When he was a student, then later professor and performer, Mostert always felt his instrument was getting short-changed, in spite of the skill and music acuity required to play it. There have been national violin and viola competitions in the Netherlands for years but nothing for cello; even at the IJsbreker Café, Amsterdam’s one-time primary (albeit tiny) contemporary music performance hall and predecessor to the Muziekgebouw, the visionary Jan Wolff programmed highlight weeks focusing on different instruments other than the cello. For its 2006 inaugural run, Mostert called in all the friends and favours he could manage to create a weeklong cello-bration so epic it would need two spotlights.

‘Everyone knows the cello but they don’t realize how beautiful it is,’ says Mostert. ‘It’s close to the human voice, has a great range and a warm sound. You can love the flute but you can also hate flute at times. There’s not so much reason to hate cello.’

This Biënnale will give listeners 37 reasons not to hate the cello. It will show off the cello as an artistic, virtuosic and versatile element in its own right, from its warm, croaking low notes to the silky smooth upper range that retains a cool, dark character.

The staggering number of performances and master classes jam-packed into nine days and nights (5-13 November) span generations and genres, from an evening with Beethoven’s ‘German dances’, performed by the Frans Brüggen-directed Orchestra of the 18th Century, to an afternoon with Melo-M, a Latvian cello trio that plays special arrangements of pop songs. From respected classics to freshly inked experiments, the theme this year is maximising exposure to all styles of music for cello ensemble, including brand new commissions.

Since its 2006 inaugural iteration Mostert has just about doubled the composition premieres every two years: 4 the first year, 8 in 2008, and this year 15 brand new pieces. ‘I’ve dared to programme more of them, knowing the audience is there,’ he says (2008 saw roughly 20,000 visitors). ‘Now that we’ve been around, I have the confidence to go there.’

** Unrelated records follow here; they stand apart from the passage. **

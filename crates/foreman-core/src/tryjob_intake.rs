//! TryJobIntake: turns a parsed [`crate::tryjob::TryJob`] into a
//! buildset. This is the component named in the system overview table
//! as accepting user-submitted patch jobs "over a credentialed
//! channel" -- the credential check itself belongs to whichever
//! channel terminates the connection (the jobdir path trusts the
//! filesystem; a networked RPC channel would check its own secret
//! before ever constructing a [`crate::tryjob::TryJob`] to hand here).
//! This module only does the part every channel shares: matching the
//! job's requested builders against the configured try schedulers and
//! minting a buildset.

use std::collections::HashMap;
use std::sync::Arc;

use foreman_types::{BuildRequestId, BuildsetId};
use tokio::sync::Mutex;
use tracing::{info, instrument};

use crate::datastore::DataStore;
use crate::error::TryJobError;
use crate::scheduler::TryScheduler;
use crate::tryjob::TryJob;

/// Owns the set of configured [`TryScheduler`]s and the data store
/// they submit buildsets through. A master with no try schedulers
/// configured still accepts and parses jobs; it simply finds no
/// scheduler willing to claim them.
pub struct TryJobIntake {
    data: Arc<DataStore>,
    schedulers: Mutex<HashMap<String, TryScheduler>>,
}

impl TryJobIntake {
    pub fn new(data: Arc<DataStore>) -> Self {
        Self {
            data,
            schedulers: Mutex::new(HashMap::new()),
        }
    }

    pub async fn register_scheduler(&self, scheduler: TryScheduler) {
        self.schedulers.lock().await.insert(scheduler.name.clone(), scheduler);
    }

    /// Runs `job` against every configured try scheduler, minting one
    /// buildset per scheduler willing to claim it (an empty
    /// builder-name intersection means that scheduler declines, not an
    /// error -- see [`TryScheduler::on_tryjob`]). Returns one entry per
    /// buildset actually created, in scheduler-registration order.
    #[instrument(skip(self, job), fields(job_id = %job.job_id, who = ?job.who))]
    pub async fn submit(&self, job: TryJob) -> Result<Vec<(BuildsetId, Vec<BuildRequestId>)>, TryJobError> {
        let stamp_id = self.data.next_source_stamp_id();
        let schedulers = self.schedulers.lock().await;
        let mut created = Vec::new();
        for scheduler in schedulers.values() {
            let Some(proposal) = scheduler.on_tryjob(&job, stamp_id) else {
                continue;
            };
            let builders = {
                let mut ids = Vec::new();
                for name in &proposal.builder_names {
                    if let Some(id) = self.resolve_builder(name).await {
                        ids.push((id, 0));
                    }
                }
                ids
            };
            if builders.is_empty() {
                continue;
            }
            let result = self
                .data
                .add_buildset(proposal.reason, proposal.sourcestamps, proposal.properties, None, builders)
                .await;
            info!(buildset_id = result.0.0, scheduler = %scheduler.name, "try job accepted");
            created.push(result);
        }
        Ok(created)
    }

    // A try scheduler's `builder_names` are names, not ids; the
    // distributor (and everything downstream of `add_buildset`) works
    // in ids, so `DataStore::find_builder_by_name` is the one place
    // that translates. The data store only knows about a builder once
    // it's been `update_builder_info`'d by the master at
    // startup/reconfigure.
    async fn resolve_builder(&self, name: &str) -> Option<foreman_types::BuilderId> {
        self.data.find_builder_by_name(name).await
    }
}

#[cfg(test)]
mod tests {
    use super::*;
    use crate::eventbus::EventBus;
    use crate::scheduler::TryScheduler;
    use foreman_types::{Builder, BuilderId, StepTemplate};
    use std::collections::BTreeMap;

    fn job(builder_names: Vec<&str>) -> TryJob {
        TryJob {
            job_id: "x".to_string(),
            branch: Some("trunk".to_string()),
            baserev: Some("1".to_string()),
            patch_level: 1,
            patch_body: "diff".to_string(),
            repository: Some("r".to_string()),
            project: Some("p".to_string()),
            who: Some("u".to_string()),
            comment: Some("c".to_string()),
            builder_names: builder_names.into_iter().map(String::from).collect(),
            properties: BTreeMap::new(),
        }
    }

    fn builder(id: u64, name: &str) -> Builder {
        Builder {
            id: BuilderId(id),
            name: name.to_string(),
            workernames: vec![],
            locks: vec![],
            project: "proj".to_string(),
            tags: vec![],
            env: BTreeMap::new(),
            factory: vec![StepTemplate::default()],
            do_build_if: None,
        }
    }

    #[tokio::test]
    async fn matching_scheduler_creates_one_buildset_per_intersecting_builder_set() {
        let data = Arc::new(DataStore::new(EventBus::new()));
        data.update_builder_info(builder(1, "a")).await;
        data.update_builder_info(builder(2, "b")).await;

        let intake = TryJobIntake::new(data.clone());
        intake
            .register_scheduler(TryScheduler {
                name: "try".to_string(),
                builder_names: vec!["a".to_string(), "b".to_string()],
            })
            .await;

        let created = intake.submit(job(vec!["a"])).await.unwrap();
        assert_eq!(created.len(), 1);
        assert_eq!(created[0].1.len(), 1);

        let pending = data.pending_build_requests().await;
        assert_eq!(pending.len(), 1);
        assert_eq!(pending[0].builderid, BuilderId(1));
    }

    #[tokio::test]
    async fn unconfigured_builder_name_is_silently_dropped_from_the_buildset() {
        let data = Arc::new(DataStore::new(EventBus::new()));
        data.update_builder_info(builder(1, "a")).await;

        let intake = TryJobIntake::new(data.clone());
        intake
            .register_scheduler(TryScheduler {
                name: "try".to_string(),
                builder_names: vec!["a".to_string(), "ghost".to_string()],
            })
            .await;

        let created = intake.submit(job(vec!["a", "ghost"])).await.unwrap();
        assert_eq!(created.len(), 1);
        assert_eq!(created[0].1.len(), 1, "only the known builder should get a request");
    }

    #[tokio::test]
    async fn no_registered_scheduler_creates_nothing() {
        let data = Arc::new(DataStore::new(EventBus::new()));
        let intake = TryJobIntake::new(data);
        let created = intake.submit(job(vec!["a"])).await.unwrap();
        assert!(created.is_empty());
    }
}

One world premiere is by Chiel Meijering, a 56-year-old Amsterdam composer who’s credited with more than 700 compositions. His piece ‘Arco Arena’ is scored for two solo cellos and a full mini orchestra of ASKO | Schönberg ensemble members. The soloists are meant to be ‘fencing’, metaphorically competing as their two parts overlap to create the piece’s central melody. In the piece’s second part, ‘The actual fight is the most noticeable: who has the smoothest muscles, best conditioning, endurance, etcetera,’ explains Meijering. ‘It’s the moment of truth.’

In addition to new compositions, the Biënnale’s inner series of ‘Take Five’ concerts is intended to showcase the festival’s spiciest modern music, each evening at 5 pm. Otherwise, Mostert’s structure remains largely unchanged, apart from a few critical upgrades: a hot meal (included in ticket price) offered before each morning’s ‘Bach & Breakfast’ performance of a single, unaccompanied cello suite and an open lounge following each evening’s final performance, at Muziekgebouw’s Star Ferry restaurant.

‘The atmosphere was good the past two times,’ says Mostert. ‘But how can you keep it from going down? Like Nero: give the people bread and games.’